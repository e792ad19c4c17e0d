//! Magic-board bit-register encoding.
//!
//! The auxiliary "magic board" is configured through a serial shift register
//! that the controllers expose as a single parameter (`BitLevel`).  A logical
//! channel selection is first encoded into a fixed-width binary string, then
//! the operation layer clocks that string into the register one bit per
//! broadcast round trip (see `camerad-ctl`'s `application::magic`).
//!
//! The widths and base offsets below come from the board's register layout:
//! drivers, the DNL line, and the HV outputs share a 6-bit address space,
//! while the ADC select lines are a 16-bit one-hot field.

use std::fmt;

use thiserror::Error;
use tracing::warn;

/// Error returned when a channel-kind name is not recognised.
#[derive(Debug, Error, PartialEq, Eq)]
#[error("unknown channel kind: {0}")]
pub struct UnknownChannelKind(pub String);

/// A logical magic-board channel selection: kind plus channel number.
///
/// Channel numbers are reduced modulo the number of channels the kind
/// actually has, so any integer is accepted.
#[derive(Debug, Clone, Copy, PartialEq, Eq)]
pub enum ChannelId {
    /// Clock/bias driver output, 24 channels.
    Driver(u32),
    /// The DNL calibration line; the channel number is ignored.
    Dnl(u32),
    /// High-voltage low-current output, 24 channels at offset 32.
    Hvlc(u32),
    /// High-voltage high-current output, 6 channels at offset 56.
    Hvhc(u32),
    /// ADC input select, one-hot over 16 channels.
    Adc(u32),
    /// No connection.  Channel 16 selects the wide (16-bit) null word;
    /// anything else selects the 6-bit null address.
    Null(u32),
}

impl ChannelId {
    /// Parses a `(kind, channel)` pair as given on the command line.
    /// Kind names are case-insensitive.
    pub fn parse(kind: &str, channel: u32) -> Result<Self, UnknownChannelKind> {
        match kind.to_ascii_lowercase().as_str() {
            "driver" => Ok(ChannelId::Driver(channel)),
            "dnl" => Ok(ChannelId::Dnl(channel)),
            "hvlc" => Ok(ChannelId::Hvlc(channel)),
            "hvhc" => Ok(ChannelId::Hvhc(channel)),
            "adc" => Ok(ChannelId::Adc(channel)),
            "null" => Ok(ChannelId::Null(channel)),
            _ => Err(UnknownChannelKind(kind.to_string())),
        }
    }

    /// Encodes this channel selection as a fixed-width binary string
    /// (`'0'`/`'1'` characters, most-significant bit first).
    pub fn bitstring(self) -> String {
        match self {
            ChannelId::Driver(c) => format!("{:06b}", c % 24),
            ChannelId::Dnl(_) => format!("{:06b}", 24),
            ChannelId::Hvlc(c) => format!("{:06b}", 32 + c % 24),
            ChannelId::Hvhc(c) => format!("{:06b}", 56 + c % 6),
            ChannelId::Adc(c) => format!("{:016b}", 1u32 << (c % 16)),
            ChannelId::Null(16) => format!("{:016b}", 0),
            ChannelId::Null(_) => format!("{:06b}", 25),
        }
    }
}

impl fmt::Display for ChannelId {
    fn fmt(&self, f: &mut fmt::Formatter<'_>) -> fmt::Result {
        match self {
            ChannelId::Driver(c) => write!(f, "driver {c}"),
            ChannelId::Dnl(c) => write!(f, "dnl {c}"),
            ChannelId::Hvlc(c) => write!(f, "hvlc {c}"),
            ChannelId::Hvhc(c) => write!(f, "hvhc {c}"),
            ChannelId::Adc(c) => write!(f, "adc {c}"),
            ChannelId::Null(c) => write!(f, "null {c}"),
        }
    }
}

/// Lenient encoding entry point for stringly-typed callers.
///
/// An unrecognised kind name does **not** abort a board sequence: it is
/// logged and degraded to the single bit `"0"`, leaving the register in a
/// defined (all-deselected) state.  This is deliberate behavior, not error
/// swallowing — a half-programmed board is worse than a null selection.
pub fn bitstring_for(kind: &str, channel: u32) -> String {
    match ChannelId::parse(kind, channel) {
        Ok(id) => id.bitstring(),
        Err(e) => {
            warn!("{e}; substituting null bit");
            "0".to_string()
        }
    }
}

// ── Tests ─────────────────────────────────────────────────────────────────────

— Work item —
From the first line of the data above to the line holding "binary string, then", reproduce each line exactly; emit no other lines.

— Response —
repository e792ad19c4c17e0d
//! Magic-board bit-register encoding.
//!
//! The auxiliary "magic board" is configured through a serial shift register
//! that the controllers expose as a single parameter (`BitLevel`).  A logical
//! channel selection is first encoded into a fixed-width binary string, then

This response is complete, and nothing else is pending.